(Collection entries)
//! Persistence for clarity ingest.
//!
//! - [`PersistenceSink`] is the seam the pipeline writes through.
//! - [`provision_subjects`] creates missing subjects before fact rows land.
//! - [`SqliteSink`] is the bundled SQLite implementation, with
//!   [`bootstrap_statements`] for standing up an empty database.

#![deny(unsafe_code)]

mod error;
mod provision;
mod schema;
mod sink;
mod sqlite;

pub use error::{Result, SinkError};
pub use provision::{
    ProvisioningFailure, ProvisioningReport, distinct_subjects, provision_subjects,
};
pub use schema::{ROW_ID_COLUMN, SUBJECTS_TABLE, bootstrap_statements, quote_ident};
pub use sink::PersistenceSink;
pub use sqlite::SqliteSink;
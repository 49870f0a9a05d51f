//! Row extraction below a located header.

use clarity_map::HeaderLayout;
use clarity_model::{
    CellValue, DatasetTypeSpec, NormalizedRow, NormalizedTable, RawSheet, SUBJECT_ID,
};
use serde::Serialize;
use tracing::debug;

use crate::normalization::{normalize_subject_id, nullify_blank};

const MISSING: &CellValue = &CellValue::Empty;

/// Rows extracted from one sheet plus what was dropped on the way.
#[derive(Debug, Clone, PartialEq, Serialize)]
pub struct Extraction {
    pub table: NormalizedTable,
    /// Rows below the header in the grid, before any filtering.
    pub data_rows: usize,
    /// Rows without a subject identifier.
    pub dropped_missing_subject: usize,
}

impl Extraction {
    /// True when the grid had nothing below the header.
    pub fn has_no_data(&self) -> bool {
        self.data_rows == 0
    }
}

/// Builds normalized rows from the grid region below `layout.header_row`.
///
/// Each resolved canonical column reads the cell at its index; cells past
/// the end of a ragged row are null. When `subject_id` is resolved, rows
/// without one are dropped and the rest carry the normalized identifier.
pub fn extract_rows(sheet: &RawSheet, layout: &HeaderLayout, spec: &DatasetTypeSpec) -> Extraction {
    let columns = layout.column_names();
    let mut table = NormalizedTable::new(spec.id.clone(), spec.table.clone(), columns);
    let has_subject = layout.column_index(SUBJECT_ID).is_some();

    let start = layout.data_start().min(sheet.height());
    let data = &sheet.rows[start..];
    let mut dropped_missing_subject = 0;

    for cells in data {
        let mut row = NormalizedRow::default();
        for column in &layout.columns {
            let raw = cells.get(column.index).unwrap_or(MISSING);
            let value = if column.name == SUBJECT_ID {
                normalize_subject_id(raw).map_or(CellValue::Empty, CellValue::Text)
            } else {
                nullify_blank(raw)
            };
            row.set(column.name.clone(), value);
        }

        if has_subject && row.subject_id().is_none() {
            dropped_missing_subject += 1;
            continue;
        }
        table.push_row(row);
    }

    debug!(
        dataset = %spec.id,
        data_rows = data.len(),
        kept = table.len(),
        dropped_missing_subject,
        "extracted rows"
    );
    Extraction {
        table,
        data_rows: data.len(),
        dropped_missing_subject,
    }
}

• What is needed: If the string "self" is in a line of the entries, pick that line out.

• Answer section:
    pub fn has_no_data(&self) -> bool {
        self.data_rows == 0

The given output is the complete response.